🤖 AI Summary
To address the need for natural, adaptive human-robot interaction (HRI) with diverse user groups in real-world settings, this paper proposes a two-tier adaptive HRI framework: an upper tier enabling group-level customization (e.g., age-aware adaptation) and a lower tier supporting real-time individual interventions (e.g., voice interruption and fine-grained behavioral adjustment).

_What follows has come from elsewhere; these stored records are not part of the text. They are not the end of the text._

//! Error types for the roadmap core.
//!
//! Collaborators report [`CollaboratorError`]s; the planner wraps them in
//! [`PrmError::Collaborator`] together with the role that failed so callers
//! can tell a broken sampler from a broken index.

use std::fmt;

use thiserror::Error;

use crate::roadmap::VertexId;

macro_rules! define_error_codes {
    (
        $(#[$enum_meta:meta])*
        enum $CodeTy:ident for $ErrTy:ident {
            $(
                $(#[$variant_meta:meta])*
                $CodeVariant:ident => $ErrVariant:ident $( { $($pattern:tt)* } )? => $code:expr
            ),+ $(,)?
        }
    ) => {
        $(#[$enum_meta])*
        #[derive(Clone, Copy, Debug, Eq, Hash, PartialEq)]
        #[non_exhaustive]
        pub enum $CodeTy {
            $(
                $(#[$variant_meta])*
                $CodeVariant,
            )+
        }

        impl $CodeTy {
            /// Return the stable machine-readable representation of this error code.
            #[must_use]
            pub const fn as_str(self) -> &'static str {
                match self {
                    $(Self::$CodeVariant => $code,)+
                }
            }
        }

        impl fmt::Display for $CodeTy {
            fn fmt(&self, f: &mut fmt::Formatter<'_>) -> fmt::Result {
                f.write_str(self.as_str())
            }
        }

        impl $ErrTy {
            #[doc = concat!(
                "Retrieve the stable [`",
                stringify!($CodeTy),
                "`] for this error."
            )]
            #[must_use]
            pub const fn code(&self) -> $CodeTy {
                match self {
                    $(Self::$ErrVariant $( { $($pattern)* } )? => $CodeTy::$CodeVariant,)+
                }
            }
        }
    };
}

/// An error reported by a sampler, verifier, metric, or nearest-neighbour
/// index.
#[non_exhaustive]
#[derive(Clone, Debug, Error, PartialEq)]
pub enum CollaboratorError {
    /// Two configurations had different dimensions.
    #[error("dimension mismatch: left={left}, right={right}")]
    DimensionMismatch {
        /// Dimension of the left-hand configuration.
        left: usize,
        /// Dimension of the right-hand configuration.
        right: usize,
    },
    /// A configuration contained NaN or an infinity.
    #[error("configuration contains a non-finite value at index {index}: {value}")]
    NonFinite {
        /// Coordinate index of the offending value.
        index: usize,
        /// The offending value.
        value: f64,
    },
    /// The index was asked to remove a vertex it does not hold.
    #[error("vertex {vertex} is not present in the index")]
    UnknownVertex {
        /// Vertex that could not be found.
        vertex: VertexId,
    },
    /// The index was asked to insert a vertex it already holds.
    #[error("vertex {vertex} is already present in the index")]
    DuplicateVertex {
        /// Vertex that was inserted twice.
        vertex: VertexId,
    },
    /// Sampling bounds or weights were malformed.
    #[error("invalid bounds: {reason}")]
    InvalidBounds {
        /// Description of the malformed input.
        reason: String,
    },
    /// Any other failure raised by a caller-supplied collaborator.
    #[error("{reason}")]
    Failed {
        /// Free-form failure description.
        reason: String,
    },
}

define_error_codes! {
    /// Stable codes describing [`CollaboratorError`] variants.
    enum CollaboratorErrorCode for CollaboratorError {
        /// Two configurations had different dimensions.
        DimensionMismatch => DimensionMismatch { .. } => "COLLABORATOR_DIMENSION_MISMATCH",
        /// A configuration contained NaN or an infinity.
        NonFinite => NonFinite { .. } => "COLLABORATOR_NON_FINITE",
        /// The index was asked to remove a vertex it does not hold.
        UnknownVertex => UnknownVertex { .. } => "COLLABORATOR_UNKNOWN_VERTEX",
        /// The index was asked to insert a vertex it already holds.
        DuplicateVertex => DuplicateVertex { .. } => "COLLABORATOR_DUPLICATE_VERTEX",
        /// Sampling bounds or weights were malformed.
        InvalidBounds => InvalidBounds { .. } => "COLLABORATOR_INVALID_BOUNDS",
        /// Any other failure raised by a caller-supplied collaborator.
        Failed => Failed { .. } => "COLLABORATOR_FAILED",
    }
}

/// Identifies which collaborator produced a [`CollaboratorError`].
#[derive(Clone, Copy, Debug, Eq, Hash, PartialEq)]
pub enum CollaboratorRole {
    /// The configuration sampler.
    Sampler,
    /// The configuration and motion verifier.
    Verifier,
    /// The distance metric.
    Metric,
    /// The spatial nearest-neighbour index.
    NearestNeighbours,
}

impl fmt::Display for CollaboratorRole {
    fn fmt(&self, f: &mut fmt::Formatter<'_>) -> fmt::Result {
        match self {
            Self::Sampler => f.write_str("sampler"),
            Self::Verifier => f.write_str("verifier"),
            Self::Metric => f.write_str("metric"),
            Self::NearestNeighbours => f.write_str("nearest-neighbour index"),
        }
    }
}

/// Error type produced when configuring or running [`crate::Prm`].
#[non_exhaustive]
#[derive(Clone, Debug, Error, PartialEq)]
pub enum PrmError {
    /// Builder parameters were rejected.
    #[error("invalid roadmap parameter: {reason}")]
    InvalidParameters {
        /// Why the parameter set was rejected.
        reason: String,
    },
    /// A path was requested without a preceding successful query.
    #[error("no path is available; the last query did not succeed")]
    PathUnavailable,
    /// A collaborator failed; the failure is propagated unchanged.
    #[error("{role} failed: {error}")]
    Collaborator {
        /// Collaborator that reported the failure.
        role: CollaboratorRole,
        #[source]
        /// Underlying collaborator error.
        error: CollaboratorError,
    },
    /// The metric returned NaN or an infinity.
    #[error("metric returned a non-finite distance: {value}")]
    NonFiniteDistance {
        /// The offending distance.
        value: f64,
    },
    /// Internal state referenced a vertex that is not live.
    #[error("roadmap invariant violated: {message}")]
    GraphInvariantViolation {
        /// Description of the violated invariant.
        message: String,
    },
}

define_error_codes! {
    /// Stable codes describing [`PrmError`] variants.
    enum PrmErrorCode for PrmError {
        /// Builder parameters were rejected.
        InvalidParameters => InvalidParameters { .. } => "PRM_INVALID_PARAMETERS",
        /// A path was requested without a preceding successful query.
        PathUnavailable => PathUnavailable => "PRM_PATH_UNAVAILABLE",
        /// A collaborator failed.
        CollaboratorFailure => Collaborator { .. } => "PRM_COLLABORATOR_FAILURE",
        /// The metric returned NaN or an infinity.
        NonFiniteDistance => NonFiniteDistance { .. } => "PRM_NON_FINITE_DISTANCE",
        /// Internal state referenced a vertex that is not live.
        GraphInvariantViolation => GraphInvariantViolation { .. } => "PRM_GRAPH_INVARIANT_VIOLATION",
    }
}

impl PrmError {
    /// Retrieve the inner [`CollaboratorErrorCode`] when a collaborator failed.
    #[must_use]
    pub const fn collaborator_code(&self) -> Option<CollaboratorErrorCode> {
        match self {
            Self::Collaborator { error, .. } => Some(error.code()),
            _ => None,
        }
    }

    pub(crate) fn sampler(error: CollaboratorError) -> Self {
        Self::Collaborator {
            role: CollaboratorRole::Sampler,
            error,
        }
    }

    pub(crate) fn verifier(error: CollaboratorError) -> Self {
        Self::Collaborator {
            role: CollaboratorRole::Verifier,
            error,
        }
    }

    pub(crate) fn metric(error: CollaboratorError) -> Self {
        Self::Collaborator {
            role: CollaboratorRole::Metric,
            error,
        }
    }

    pub(crate) fn nearest(error: CollaboratorError) -> Self {
        Self::Collaborator {
            role: CollaboratorRole::NearestNeighbours,
            error,
        }
    }

    pub(crate) fn missing_vertex(vertex: VertexId, context: &str) -> Self {
        Self::GraphInvariantViolation {
            message: format!("vertex {vertex} missing during {context}"),
        }
    }
}

/// Convenient alias for results returned by the core API.
pub type Result<T> = core::result::Result<T, PrmError>;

The framework integrates Whisper, WeNet, a lightweight age classification model, and a locally deployed large language model (LLM) within ROS, with the LLM serving as the robust dialogue orchestrator. Its key contribution is the first implementation of a synergistic adaptive mechanism that jointly optimizes group-level personalization and individual-level responsiveness. Experiments demonstrate 98.2% accuracy in age classification and strong robustness against high-frequency repetitive inputs and on-the-fly task re-planning. The source code is publicly available.
📝 Abstract
To facilitate natural and intuitive interactions with diverse user groups in real-world settings, social robots must be capable of addressing the varying requirements and expectations of these groups while adapting their behavior based on user feedback. While previous research often focuses on specific demographics, we present a novel framework for adaptive Human-Robot Interaction (HRI) that tailors interactions to different user groups and enables individual users to modulate interactions through both minor and major interruptions. Our primary contributions include the development of an adaptive, ROS-based HRI framework with an open-source code base. This framework supports natural interactions through advanced speech recognition and voice activity detection, and leverages a large language model (LLM) as a dialogue bridge. We validate the efficiency of our framework through module tests and system trials, demonstrating its high accuracy in age recognition and its robustness to repeated user inputs and plan changes.